Saved data entries
BEGIN

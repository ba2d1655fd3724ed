//! Static word lists shared by the skills extractor and the relevance scorer.

use std::collections::HashSet;

use lazy_static::lazy_static;

/// Technical terms recognized by plain substring match on lowercased text.
pub const SKILL_VOCABULARY: &[&str] = &[
    // languages
    "python", "javascript", "java", "c++", "c#", "ruby", "php", "swift", "kotlin", "go",
    // frameworks
    "django", "flask", "react", "angular", "vue", "node.js", "express", "spring", "laravel",
    // data stores
    "sql", "mysql", "postgresql", "mongodb", "redis", "oracle", "sql server",
    // cloud and delivery
    "aws", "azure", "google cloud", "docker", "kubernetes", "jenkins", "git", "ci/cd",
    // data and practice
    "machine learning", "deep learning", "data analysis", "data visualization", "nlp",
    "agile", "scrum", "devops", "rest api", "graphql", "microservices", "tensorflow",
    "pytorch",
];

/// English stop words removed before TF-IDF weighting and noun-phrase chunking.
pub const ENGLISH_STOP_WORDS: &[&str] = &[
    "a", "about", "above", "across", "after", "afterwards", "again", "against", "all",
    "almost", "alone", "along", "already", "also", "although", "always", "am", "among",
    "amongst", "amoungst", "amount", "an", "and", "another", "any", "anyhow", "anyone",
    "anything", "anyway", "anywhere", "are", "around", "as", "at", "back", "be", "became",
    "because", "become", "becomes", "becoming", "been", "before", "beforehand", "behind",
    "being", "below", "beside", "besides", "between", "beyond", "bill", "both", "bottom",
    "but", "by", "call", "can", "cannot", "cant", "co", "con", "could", "couldnt", "cry",
    "de", "describe", "detail", "do", "done", "down", "due", "during", "each", "eg",
    "eight", "either", "eleven", "else", "elsewhere", "empty", "enough", "etc", "even",
    "ever", "every", "everyone", "everything", "everywhere", "except", "few", "fifteen",
    "fifty", "fill", "find", "fire", "first", "five", "for", "former", "formerly", "forty",
    "found", "four", "from", "front", "full", "further", "get", "give", "go", "had", "has",
    "hasnt", "have", "he", "hence", "her", "here", "hereafter", "hereby", "herein",
    "hereupon", "hers", "herself", "him", "himself", "his", "how", "however", "hundred",
    "i", "ie", "if", "in", "inc", "indeed", "interest", "into", "is", "it", "its", "itself",
    "keep", "last", "latter", "latterly", "least", "less", "ltd", "made", "many", "may",
    "me", "meanwhile", "might", "mill", "mine", "more", "moreover", "most", "mostly",
    "move", "much", "must", "my", "myself", "name", "namely", "neither", "never",
    "nevertheless", "next", "nine", "no", "nobody", "none", "noone", "nor", "not",
    "nothing", "now", "nowhere", "of", "off", "often", "on", "once", "one", "only", "onto",
    "or", "other", "others", "otherwise", "our", "ours", "ourselves", "out", "over", "own",
    "part", "per", "perhaps", "please", "put", "rather", "re", "same", "see", "seem",
    "seemed", "seeming", "seems", "serious", "several", "she", "should", "show", "side",
    "since", "sincere", "six", "sixty", "so", "some", "somehow", "someone", "something",
    "sometime", "sometimes", "somewhere", "still", "such", "system", "take", "ten", "than",
    "that", "the", "their", "them", "themselves", "then", "thence", "there", "thereafter",
    "thereby", "therefore", "therein", "thereupon", "these", "they", "thick", "thin",
    "third", "this", "those", "though", "three", "through", "throughout", "thru", "thus",
    "to", "together", "too", "top", "toward", "towards", "twelve", "twenty", "two", "un",
    "under", "until", "up", "upon", "us", "very", "via", "was", "we", "well", "were",
    "what", "whatever", "when", "whence", "whenever", "where", "whereafter", "whereas",
    "whereby", "wherein", "whereupon", "wherever", "whether", "which", "while", "whither",
    "who", "whoever", "whole", "whom", "whose", "why", "will", "with", "within", "without",
    "would", "yet", "you", "your", "yours", "yourself", "yourselves",
];

lazy_static! {
    static ref STOP_WORDS: HashSet<&'static str> = ENGLISH_STOP_WORDS.iter().copied().collect();
}

/// Case-sensitive: callers pass lowercased tokens.
pub fn is_stop_word(token: &str) -> bool {
    STOP_WORDS.contains(token)
}

#[cfg(test)]
mod tests {
    use super::*;

    #[test]
    fn test_skill_vocabulary_is_lowercase_and_unique() {
        let unique: HashSet<_> = SKILL_VOCABULARY.iter().collect();
        assert_eq!(unique.len(), SKILL_VOCABULARY.len());
        assert!(SKILL_VOCABULARY.iter().all(|s| s.to_lowercase() == *s));
    }

    #[test]
    fn test_stop_words_lookup() {
        assert!(is_stop_word("the"));
        assert!(is_stop_word("with"));
        assert!(!is_stop_word("python"));
        assert!(!is_stop_word("The"));
    }
}
//! TF-IDF cosine similarity over the two-document corpus {résumé, job}.
//!
//! Weighting: raw term counts, smooth idf `ln((1 + n) / (1 + df)) + 1`, L2
//! normalization. Terms are runs of two or more word characters, lowercased,
//! minus the English stop words. Vectors are keyed by a `BTreeMap` so every sum
//! runs in sorted term order and the result does not depend on argument order.

use std::collections::BTreeMap;

use lazy_static::lazy_static;
use regex::Regex;

use crate::errors::ScoringError;
use crate::vocabulary::is_stop_word;

const CORPUS_SIZE: f64 = 2.0;

lazy_static! {
    static ref TOKEN: Regex = Regex::new(r"(?u)\b\w\w+\b").unwrap();
}

type TermVector = BTreeMap<String, f64>;

/// Cosine similarity as a percentage with two decimals, in `[0, 100]`.
pub fn similarity(resume_text: &str, job_text: &str) -> Result<f64, ScoringError> {
    if resume_text.trim().is_empty() || job_text.trim().is_empty() {
        return Ok(0.0);
    }

    let resume_counts = term_counts(resume_text);
    let job_counts = term_counts(job_text);
    if resume_counts.is_empty() && job_counts.is_empty() {
        return Err(ScoringError::EmptyVocabulary);
    }

    let resume_vec = weigh(&resume_counts, &job_counts);
    let job_vec = weigh(&job_counts, &resume_counts);

    let dot: f64 = resume_vec
        .iter()
        .filter_map(|(term, a)| job_vec.get(term).map(|b| a * b))
        .sum();

    let percent = (dot * 100.0 * 100.0).round() / 100.0;
    Ok(percent.clamp(0.0, 100.0))
}

fn term_counts(text: &str) -> TermVector {
    let lowered = text.to_lowercase();
    let mut counts = TermVector::new();
    for m in TOKEN.find_iter(&lowered) {
        let term = m.as_str();
        if is_stop_word(term) {
            continue;
        }
        *counts.entry(term.to_string()).or_insert(0.0) += 1.0;
    }
    counts
}

/// Applies idf against the other document and L2-normalizes.
fn weigh(counts: &TermVector, other: &TermVector) -> TermVector {
    let mut weighted: TermVector = counts
        .iter()
        .map(|(term, tf)| {
            let df = if other.contains_key(term) { 2.0 } else { 1.0 };
            let idf = ((1.0 + CORPUS_SIZE) / (1.0 + df)).ln() + 1.0;
            (term.clone(), tf * idf)
        })
        .collect();

    let norm = weighted.values().map(|w| w * w).sum::<f64>().sqrt();
    if norm > 0.0 {
        for w in weighted.values_mut() {
            *w /= norm;
        }
    }
    weighted
}

#[cfg(test)]
mod tests {
    use super::*;

    #[test]
    fn test_identical_documents_score_full() {
        let text = "Python developer with AWS and Docker experience";
        assert_eq!(similarity(text, text).unwrap(), 100.0);
    }

    #[test]
    fn test_disjoint_documents_score_zero() {
        assert_eq!(similarity("python django", "welding carpentry").unwrap(), 0.0);
    }

    #[test]
    fn test_symmetric_bit_for_bit() {
        let resume = "Senior Python engineer. Built AWS pipelines, Kubernetes, Terraform and Python tooling.";
        let job = "Looking for a Python engineer with Docker and AWS; Kubernetes a plus.";
        let forward = similarity(resume, job).unwrap();
        let backward = similarity(job, resume).unwrap();
        assert_eq!(forward.to_bits(), backward.to_bits());
        assert!(forward > 0.0 && forward < 100.0);
    }

    #[test]
    fn test_empty_text_scores_zero() {
        assert_eq!(similarity("python", "").unwrap(), 0.0);
        assert_eq!(similarity("", "python").unwrap(), 0.0);
        assert_eq!(similarity("   ", "python").unwrap(), 0.0);
    }

    #[test]
    fn test_stop_words_only_is_empty_vocabulary() {
        let err = similarity("the and of", "a an it").unwrap_err();
        assert_eq!(err, ScoringError::EmptyVocabulary);
    }

    #[test]
    fn test_single_letter_tokens_are_ignored() {
        assert_eq!(similarity("c r", "c r python").unwrap(), 0.0);
    }

    #[test]
    fn test_score_has_two_decimals() {
        let score = similarity("python aws docker sql", "python java go rust").unwrap();
        assert_eq!((score * 100.0).round() / 100.0, score);
    }
}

END

- _ABOUT THIS EXERCISE_
Return every line of the data above in which "BTreeMap" appears.

- _FINAL ANSWER_
//! minus the English stop words. Vectors are keyed by a `BTreeMap` so every sum
use std::collections::BTreeMap;
type TermVector = BTreeMap<String, f64>;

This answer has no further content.